4) Boost C++ library
ComMet requires Boost C++ library.
http://www.boost.org/
II. PACKAGE COMPONENTS
1) bsf-call
One of the major components of Bisulfighter, which is a python script for mC-call pipeline perfoms:
a) short read mapping with LAST
b) mC detection and mC rate estimation
2) ComMet
A HMM-based differentially methylated region (DMR) identifier.
3) bsf-diff
An optional component for DMR identification using statistical test and signal smoothing.

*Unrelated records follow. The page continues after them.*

use std::collections::HashMap;

use serde::{Deserialize, Serialize};

use crate::events::OverlayEvent;

/// Reserved prop carrying the declarative open flag.
pub const IS_OPEN: &str = "isOpen";

/// Value of a framework-level prop.
///
/// `Unset` is the internal sentinel a declared prop defaults to when the
/// caller supplied nothing. It is a dedicated variant rather than `Null` so
/// "not provided" stays distinguishable from "explicitly provided as empty".
#[derive(Clone, Debug, PartialEq, Serialize, Deserialize)]
pub enum PropValue {
    Unset,
    Null,
    Bool(bool),
    Int(i64),
    Float(f64),
    Str(String),
}

impl PropValue {
    pub fn is_unset(&self) -> bool {
        matches!(self, PropValue::Unset)
    }

    /// `true` only for `Bool(true)`; every other value reads as closed.
    pub fn truthy(&self) -> bool {
        matches!(self, PropValue::Bool(true))
    }
}

impl From<bool> for PropValue {
    fn from(v: bool) -> Self {
        PropValue::Bool(v)
    }
}

impl From<i64> for PropValue {
    fn from(v: i64) -> Self {
        PropValue::Int(v)
    }
}

impl From<f64> for PropValue {
    fn from(v: f64) -> Self {
        PropValue::Float(v)
    }
}

impl From<&str> for PropValue {
    fn from(v: &str) -> Self {
        PropValue::Str(v.to_string())
    }
}

impl From<String> for PropValue {
    fn from(v: String) -> Self {
        PropValue::Str(v)
    }
}

/// The props passed to an adapter at one point in time.
///
/// Lookups for undeclared names yield `Unset`, matching how the host treats
/// a prop it never defaulted.
#[derive(Clone, Debug, Default, PartialEq, Serialize, Deserialize)]
pub struct PropSnapshot {
    values: HashMap<String, PropValue>,
}

const UNSET: &PropValue = &PropValue::Unset;

impl PropSnapshot {
    pub fn new() -> Self {
        Self::default()
    }

    /// Snapshot with every declared prop at its `Unset` default.
    pub fn with_declared<I, S>(names: I) -> Self
    where
        I: IntoIterator<Item = S>,
        S: Into<String>,
    {
        let values = names
            .into_iter()
            .map(|name| (name.into(), PropValue::Unset))
            .collect();
        Self { values }
    }

    pub fn set(&mut self, name: impl Into<String>, value: impl Into<PropValue>) {
        self.values.insert(name.into(), value.into());
    }

    /// Builder-style `set`.
    pub fn prop(mut self, name: impl Into<String>, value: impl Into<PropValue>) -> Self {
        self.set(name, value);
        self
    }

    pub fn get(&self, name: &str) -> &PropValue {
        self.values.get(name).unwrap_or(UNSET)
    }

    pub fn is_open(&self) -> bool {
        self.get(IS_OPEN).truthy()
    }

    /// Props to forward to the overlay: everything except `Unset` entries,
    /// verbatim.
    pub fn forwarded(&self) -> HashMap<String, PropValue> {
        self.values
            .iter()
            .filter(|(_, value)| !value.is_unset())
            .map(|(name, value)| (name.clone(), value.clone()))
            .collect()
    }

    /// Like [`forwarded`](Self::forwarded), but additionally strips the
    /// four host-injected event-callback props, which must not reach the
    /// widget as plain props.
    pub fn forwarded_for_create(&self) -> HashMap<String, PropValue> {
        let mut props = self.forwarded();
        for event in OverlayEvent::ALL {
            props.remove(event.callback_prop());
        }
        props
    }
}

#[cfg(test)]
mod tests {
    use super::*;

    #[test]
    fn test_unset_props_are_filtered() {
        let snapshot = PropSnapshot::with_declared(["isOpen", "backdropDismiss", "duration"])
            .prop("backdropDismiss", false);

        let forwarded = snapshot.forwarded();
        assert_eq!(forwarded.len(), 1);
        assert_eq!(
            forwarded.get("backdropDismiss"),
            Some(&PropValue::Bool(false))
        );
    }

    #[test]
    fn test_supplied_props_forward_verbatim() {
        let snapshot = PropSnapshot::new()
            .prop("header", "Session expired")
            .prop("duration", 250i64)
            .prop("opacity", 0.5);

        let forwarded = snapshot.forwarded();
        assert_eq!(
            forwarded.get("header"),
            Some(&PropValue::Str("Session expired".into()))
        );
        assert_eq!(forwarded.get("duration"), Some(&PropValue::Int(250)));
        assert_eq!(forwarded.get("opacity"), Some(&PropValue::Float(0.5)));
    }

    #[test]
    fn test_null_is_not_unset() {
        let snapshot = PropSnapshot::new().prop("result", PropValue::Null);
        assert!(snapshot.forwarded().contains_key("result"));
    }

    #[test]
    fn test_create_payload_strips_callback_props() {
        let snapshot = PropSnapshot::new()
            .prop(IS_OPEN, true)
            .prop("onWillPresent", PropValue::Null)
            .prop("onDidPresent", PropValue::Null)
            .prop("onWillDismiss", PropValue::Null)
            .prop("onDidDismiss", PropValue::Null);

        let props = snapshot.forwarded_for_create();
        assert_eq!(props.len(), 1);
        assert_eq!(props.get(IS_OPEN), Some(&PropValue::Bool(true)));
    }

    #[test]
    fn test_is_open_requires_true() {
        assert!(PropSnapshot::new().prop(IS_OPEN, true).is_open());
        assert!(!PropSnapshot::new().prop(IS_OPEN, false).is_open());
        assert!(!PropSnapshot::new().is_open());
        assert!(!PropSnapshot::new().prop(IS_OPEN, "yes").is_open());
    }
}
use thiserror::Error;

/// Failure surfaced by an overlay collaborator.
///
/// `Clone` because a shared in-flight operation hands the same failure to
/// every lifecycle handler awaiting it. No retry happens at this layer;
/// errors propagate to the host's async-error surface.
#[derive(Clone, Debug, PartialEq, Eq, Error)]
pub enum OverlayError {
    #[error("overlay creation failed: {0}")]
    Create(String),
    #[error("overlay present failed: {0}")]
    Present(String),
    #[error("overlay dismiss failed: {0}")]
    Dismiss(String),
}
use std::collections::HashMap;
use std::rc::Rc;

use futures::future::LocalBoxFuture;

use crate::element::Element;
use crate::error::OverlayError;
use crate::props::PropValue;

/// Single-threaded future used across the overlay surface. Suspension only
/// happens at these boundaries; there is no cancellation.
pub type OverlayFuture<T> = LocalBoxFuture<'static, Result<T, OverlayError>>;

/// Live overlay widget handle.
pub trait OverlayInstance {
    /// Resolves when the presentation animation/transition completes.
    fn present(&self) -> OverlayFuture<()>;

    /// Resolves when dismissal completes, with the widget's optional
    /// dismissal result.
    fn dismiss(&self) -> OverlayFuture<Option<PropValue>>;

    fn add_event_listener(&self, event: &str, handler: Rc<dyn Fn()>);
}

pub type OverlayHandle = Rc<dyn OverlayInstance>;

/// Configuration handed to [`OverlayController::create`]: the filtered prop
/// snapshot plus the embedded child content, if any.
#[derive(Clone, Debug)]
pub struct CreatePayload {
    pub props: HashMap<String, PropValue>,
    pub component: Option<Element>,
}

/// Factory that creates overlay instances on demand (controller mode).
pub trait OverlayController {
    fn create(&self, payload: CreatePayload) -> OverlayFuture<OverlayHandle>;
}
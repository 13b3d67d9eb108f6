//! # Overlay lifecycle adapters
//!
//! Bridges a declarative component model to imperative overlay custom
//! elements (modals, popovers, action sheets). Declarative code toggles an
//! `isOpen` prop; the widget itself has `present()`/`dismiss()` and emits
//! `will-present`/`did-present`/`will-dismiss`/`did-dismiss`.
//!
//! Two modes behind one factory:
//!
//! - [`ControllerAdapter`] — wraps an
//!   [`OverlayController`](velum_core::OverlayController) and drives
//!   instances from the flag.
//! - [`InlineAdapter`] — wraps a statically-rendered element and only
//!   mirrors the open state the element reports through its own events.
//!
//! ```rust
//! use std::rc::Rc;
//! use velum_core::EventSink;
//! use velum_overlay::{OverlayAdapter, define_overlay_component};
//!
//! let sheet = define_overlay_component("action-sheet", || {}, &["header"], None);
//! assert_eq!(sheet.display_name(), "ActionSheet");
//!
//! let emit: EventSink = Rc::new(|_| {});
//! let adapter = sheet.instantiate(emit, None);
//! let snapshot = sheet.default_snapshot().prop("header", "Albums");
//!
//! let element = match &adapter {
//!     OverlayAdapter::Inline(inline) => inline.render(&snapshot),
//!     OverlayAdapter::Controller(_) => unreachable!(),
//! };
//! assert_eq!(element.tag, "action-sheet");
//! ```

pub mod controller;
pub mod inline;
pub mod slot;

pub use controller::ControllerAdapter;
pub use inline::InlineAdapter;

use std::rc::Rc;

use futures::FutureExt;
use futures::future;
use heck::ToUpperCamelCase;

use velum_core::{
    ChildSlot, Element, EMITTED_EVENTS, EventSink, IS_OPEN, OverlayController, OverlayFuture,
    OverlayHandle, PropSnapshot, registry,
};

/// Component definition exposed to the host framework: declared props with
/// unset defaults, declared events (controller mode only), a display
/// identifier, and the ability to instantiate adapters.
pub struct OverlayComponent {
    tag: String,
    display_name: String,
    props: Vec<String>,
    emits: &'static [&'static str],
    controller: Option<Rc<dyn OverlayController>>,
    register: Rc<dyn Fn()>,
}

impl OverlayComponent {
    pub fn tag(&self) -> &str {
        &self.tag
    }

    /// PascalCase of the tag, for debugging/introspection.
    pub fn display_name(&self) -> &str {
        &self.display_name
    }

    /// Declared prop names: `isOpen` plus the pass-through list.
    pub fn prop_names(&self) -> &[String] {
        &self.props
    }

    /// Adapter-level events this component emits. Empty in inline mode.
    pub fn emits(&self) -> &'static [&'static str] {
        self.emits
    }

    /// Every declared prop at its unset default; the host merges the
    /// caller's values over this.
    pub fn default_snapshot(&self) -> PropSnapshot {
        PropSnapshot::with_declared(self.props.iter().cloned())
    }

    /// Construct an adapter instance, registering the custom element on
    /// first use of the tag.
    pub fn instantiate(&self, emit: EventSink, children: Option<ChildSlot>) -> OverlayAdapter {
        let register = self.register.clone();
        registry::ensure_registered(&self.tag, || register());

        match &self.controller {
            Some(controller) => OverlayAdapter::Controller(ControllerAdapter::new(
                self.tag.clone(),
                controller.clone(),
                emit,
                children,
            )),
            None => OverlayAdapter::Inline(InlineAdapter::new(self.tag.clone(), children)),
        }
    }
}

/// Define an overlay component for `tag`.
///
/// With a `controller`, the component drives presentation from `isOpen`
/// and declares the four adapter-level events. Without one, the element is
/// rendered inline and left to manage itself.
pub fn define_overlay_component(
    tag: impl Into<String>,
    register: impl Fn() + 'static,
    pass_through: &[&str],
    controller: Option<Rc<dyn OverlayController>>,
) -> OverlayComponent {
    let tag = tag.into();
    let mut props = Vec::with_capacity(pass_through.len() + 1);
    props.push(IS_OPEN.to_string());
    props.extend(pass_through.iter().map(|name| (*name).to_string()));

    OverlayComponent {
        display_name: tag.to_upper_camel_case(),
        emits: if controller.is_some() {
            &EMITTED_EVENTS
        } else {
            &[]
        },
        tag,
        props,
        controller,
        register: Rc::new(register),
    }
}

/// Either adapter mode behind the lifecycle surface the host drives.
pub enum OverlayAdapter {
    Controller(ControllerAdapter),
    Inline(InlineAdapter),
}

impl OverlayAdapter {
    /// Mount notification. Inline mode needs the mounted element handle to
    /// attach its open-tracking listeners; controller mode ignores it.
    pub fn mounted(
        &self,
        snapshot: &PropSnapshot,
        element: Option<OverlayHandle>,
    ) -> OverlayFuture<()> {
        match self {
            OverlayAdapter::Controller(adapter) => adapter.mounted(snapshot),
            OverlayAdapter::Inline(adapter) => {
                if let Some(element) = element {
                    adapter.mounted(element);
                }
                future::ok(()).boxed_local()
            }
        }
    }

    pub fn updated(&self, snapshot: &PropSnapshot, previous: &PropSnapshot) -> OverlayFuture<()> {
        match self {
            OverlayAdapter::Controller(adapter) => adapter.updated(snapshot, previous),
            OverlayAdapter::Inline(_) => future::ok(()).boxed_local(),
        }
    }

    pub fn before_unmount(&self) -> OverlayFuture<()> {
        match self {
            OverlayAdapter::Controller(adapter) => adapter.before_unmount(),
            OverlayAdapter::Inline(_) => future::ok(()).boxed_local(),
        }
    }

    pub fn render(&self, snapshot: &PropSnapshot) -> Element {
        match self {
            OverlayAdapter::Controller(adapter) => adapter.render(snapshot),
            OverlayAdapter::Inline(adapter) => adapter.render(snapshot),
        }
    }
}
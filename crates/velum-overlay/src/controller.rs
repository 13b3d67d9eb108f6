//! Controller-driven adapter.
//!
//! Guarantees the wrapped overlay is presented iff the most recently
//! observed `isOpen` is true. Presentation and dismissal are chains of
//! suspension points; the [`SlotCell`] serializes them per adapter.

use std::rc::Rc;

use futures::future;
use futures::{FutureExt, TryFutureExt};

use velum_core::{
    ChildSlot, CreatePayload, Element, EventSink, IS_OPEN, OverlayController, OverlayError,
    OverlayEvent, OverlayFuture, OverlayHandle, PropSnapshot, PropValue,
};

use crate::slot::{SlotCell, SlotState};

/// Drives a controller-created overlay from the declarative `isOpen` flag.
///
/// Cheap to clone; clones share the same slot.
#[derive(Clone)]
pub struct ControllerAdapter {
    inner: Rc<Inner>,
}

struct Inner {
    tag: String,
    controller: Rc<dyn OverlayController>,
    emit: EventSink,
    children: Option<ChildSlot>,
    slot: SlotCell,
}

impl ControllerAdapter {
    pub(crate) fn new(
        tag: String,
        controller: Rc<dyn OverlayController>,
        emit: EventSink,
        children: Option<ChildSlot>,
    ) -> Self {
        Self {
            inner: Rc::new(Inner {
                tag,
                controller,
                emit,
                children,
                slot: SlotCell::new(),
            }),
        }
    }

    pub fn mounted(&self, snapshot: &PropSnapshot) -> OverlayFuture<()> {
        if snapshot.is_open() {
            self.present(snapshot.clone())
        } else {
            future::ok(()).boxed_local()
        }
    }

    /// The sole place the flag is level-compared; every other path is
    /// edge-triggered from here.
    pub fn updated(&self, snapshot: &PropSnapshot, previous: &PropSnapshot) -> OverlayFuture<()> {
        if snapshot.get(IS_OPEN) == previous.get(IS_OPEN) {
            return future::ok(()).boxed_local();
        }
        if snapshot.is_open() {
            self.present(snapshot.clone())
        } else {
            self.dismiss().map_ok(|_| ()).boxed_local()
        }
    }

    /// Forced cleanup, regardless of the current flag value.
    pub fn before_unmount(&self) -> OverlayFuture<()> {
        self.dismiss().map_ok(|_| ()).boxed_local()
    }

    /// Controller mode renders nothing itself; the overlay lives outside
    /// the host's tree. A hidden anchor mirrors the flag for inspection.
    pub fn render(&self, snapshot: &PropSnapshot) -> Element {
        Element::new("div")
            .prop("hidden", true)
            .prop(IS_OPEN, snapshot.is_open())
    }

    /// True when no overlay is live or in flight.
    pub fn is_idle(&self) -> bool {
        self.inner.slot.is_empty()
    }

    /// Present the overlay described by `snapshot`, creating it if needed.
    ///
    /// Safe to invoke while a previous present or dismiss is still
    /// suspended: the call settles the slot first and joins an in-flight
    /// presentation rather than creating a second instance.
    pub fn present(&self, snapshot: PropSnapshot) -> OverlayFuture<()> {
        let inner = self.inner.clone();
        async move {
            loop {
                match inner.slot.state() {
                    SlotState::Presenting(pending) => {
                        // Join the in-flight presentation: one create, one
                        // present, no matter how many callers pile up here.
                        pending.await?;
                        return Ok(());
                    }
                    SlotState::Live(handle) => {
                        // Already created; just re-show it.
                        return handle.present().await;
                    }
                    SlotState::Dismissing(pending) => {
                        pending.await?;
                    }
                    SlotState::Empty => break,
                }
            }

            let payload = inner.payload(&snapshot);
            let chain = Inner::presentation(inner.clone(), payload)
                .boxed_local()
                .shared();
            inner.slot.begin_present(chain.clone());
            chain.await.map(|_| ())
        }
        .boxed_local()
    }

    /// Dismiss whatever the slot holds. No-op on an empty slot.
    pub fn dismiss(&self) -> OverlayFuture<Option<PropValue>> {
        let inner = self.inner.clone();
        async move {
            loop {
                match inner.slot.state() {
                    SlotState::Empty => return Ok(None),
                    SlotState::Presenting(pending) => {
                        if let Err(err) = pending.await {
                            // The presenting caller already surfaced this
                            // failure. Re-inspect the slot: a failed
                            // creation left it empty, but a present()
                            // failure after creation leaves a live handle
                            // that still needs dismissing.
                            log::warn!(
                                "<{}> presentation failed while a dismissal was queued: {err}",
                                inner.tag
                            );
                        }
                    }
                    SlotState::Dismissing(pending) => return pending.await,
                    SlotState::Live(handle) => {
                        let chain = {
                            let inner = inner.clone();
                            async move {
                                let out = handle.dismiss().await;
                                inner.slot.finish_dismiss();
                                out
                            }
                        }
                        .boxed_local()
                        .shared();
                        inner.slot.begin_dismiss(chain.clone());
                        return chain.await;
                    }
                }
            }
        }
        .boxed_local()
    }
}

impl Inner {
    fn payload(&self, snapshot: &PropSnapshot) -> CreatePayload {
        let component = self
            .children
            .as_ref()
            .and_then(|slot| slot().into_iter().next());
        CreatePayload {
            props: snapshot.forwarded_for_create(),
            component,
        }
    }

    /// One slot occupancy: create, bind the event table, present.
    async fn presentation(
        inner: Rc<Inner>,
        payload: CreatePayload,
    ) -> Result<OverlayHandle, OverlayError> {
        let handle = match inner.controller.create(payload).await {
            Ok(handle) => handle,
            Err(err) => {
                inner.slot.abort_present();
                return Err(err);
            }
        };

        for event in OverlayEvent::ALL {
            let emit = inner.emit.clone();
            handle.add_event_listener(event.native(), Rc::new(move || emit(event.emitted())));
        }

        let shown = handle.present().await;
        // The instance exists either way; record it before propagating a
        // present failure so a forced teardown can still reach it.
        inner.slot.finish_present(handle.clone());
        shown?;
        Ok(handle)
    }
}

This program is not officially released. You can use this one but we are not going to provide details about this.
4) script
Scripts to generate simulated reads for differentially methylated
cytosines and differentially methylated reagions.
5) demo
Scripts to perform a simple demonstration of bsf-call and ComMet.
III. INSTALLATION
1) bsf-call
You can place it anywhere you want but bsf-call comsumes great amount of
disk sapce for its working directory. So it is better to place it on a
high-performance large disk volume.
bsf-call comsumes large physical memory space while it perfoms LAST
alignments because its database resides on-memory entirely.
For example, 30GB or more is recommended for hg19 human genome.
2) ComMet
You can place its executable "ComMet" anywhere you want.
EOT